Task statement:
Examine the entries and show every line in which the word "self" is found.
------ Data to process
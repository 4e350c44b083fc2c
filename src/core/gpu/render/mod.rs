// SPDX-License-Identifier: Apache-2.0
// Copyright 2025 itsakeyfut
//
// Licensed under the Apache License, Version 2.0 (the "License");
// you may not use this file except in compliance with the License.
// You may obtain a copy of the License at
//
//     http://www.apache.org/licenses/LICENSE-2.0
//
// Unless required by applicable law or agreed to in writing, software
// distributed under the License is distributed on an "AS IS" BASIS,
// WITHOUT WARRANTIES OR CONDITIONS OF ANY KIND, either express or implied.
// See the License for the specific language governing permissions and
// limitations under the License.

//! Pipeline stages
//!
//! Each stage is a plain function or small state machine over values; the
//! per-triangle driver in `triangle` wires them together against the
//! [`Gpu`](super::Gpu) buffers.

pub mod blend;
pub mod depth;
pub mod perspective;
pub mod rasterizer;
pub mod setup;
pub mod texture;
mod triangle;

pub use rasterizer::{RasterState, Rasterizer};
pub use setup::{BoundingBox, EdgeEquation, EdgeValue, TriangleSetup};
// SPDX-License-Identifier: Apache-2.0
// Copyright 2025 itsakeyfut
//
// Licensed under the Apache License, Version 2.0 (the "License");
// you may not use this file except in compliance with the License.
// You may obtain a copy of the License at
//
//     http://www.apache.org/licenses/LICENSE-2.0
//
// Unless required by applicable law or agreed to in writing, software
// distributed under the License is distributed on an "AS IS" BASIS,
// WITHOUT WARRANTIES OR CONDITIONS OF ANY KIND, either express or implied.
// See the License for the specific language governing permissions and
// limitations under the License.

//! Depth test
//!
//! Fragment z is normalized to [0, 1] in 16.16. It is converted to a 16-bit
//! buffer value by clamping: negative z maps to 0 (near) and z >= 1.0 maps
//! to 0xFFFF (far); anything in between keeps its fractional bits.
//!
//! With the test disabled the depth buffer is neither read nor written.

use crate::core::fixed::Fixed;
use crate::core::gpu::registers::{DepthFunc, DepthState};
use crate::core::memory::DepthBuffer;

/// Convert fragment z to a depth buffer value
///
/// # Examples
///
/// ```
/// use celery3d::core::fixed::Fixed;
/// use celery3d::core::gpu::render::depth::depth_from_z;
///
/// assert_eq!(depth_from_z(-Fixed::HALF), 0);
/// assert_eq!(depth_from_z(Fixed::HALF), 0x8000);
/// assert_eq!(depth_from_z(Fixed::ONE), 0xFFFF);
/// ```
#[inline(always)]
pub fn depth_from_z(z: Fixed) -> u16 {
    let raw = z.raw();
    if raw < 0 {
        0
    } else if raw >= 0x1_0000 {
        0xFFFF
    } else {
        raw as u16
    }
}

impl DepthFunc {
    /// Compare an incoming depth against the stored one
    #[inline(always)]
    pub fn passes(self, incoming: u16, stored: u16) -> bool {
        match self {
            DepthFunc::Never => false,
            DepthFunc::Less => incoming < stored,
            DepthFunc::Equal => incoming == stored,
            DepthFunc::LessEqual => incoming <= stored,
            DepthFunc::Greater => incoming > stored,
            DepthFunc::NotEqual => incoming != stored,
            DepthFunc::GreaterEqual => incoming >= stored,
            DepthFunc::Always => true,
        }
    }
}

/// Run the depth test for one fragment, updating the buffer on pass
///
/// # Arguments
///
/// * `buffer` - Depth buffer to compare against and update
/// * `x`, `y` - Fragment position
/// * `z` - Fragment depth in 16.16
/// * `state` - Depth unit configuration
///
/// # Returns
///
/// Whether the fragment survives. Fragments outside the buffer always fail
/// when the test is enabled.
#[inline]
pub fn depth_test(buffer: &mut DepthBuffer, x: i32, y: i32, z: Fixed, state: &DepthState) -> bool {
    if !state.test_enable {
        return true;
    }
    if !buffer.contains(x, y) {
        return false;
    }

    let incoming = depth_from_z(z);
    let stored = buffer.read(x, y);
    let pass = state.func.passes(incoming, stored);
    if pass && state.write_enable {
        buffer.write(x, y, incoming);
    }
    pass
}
------------
Answer to this problem:
    pub fn passes(self, incoming: u16, stored: u16) -> bool {
        match self {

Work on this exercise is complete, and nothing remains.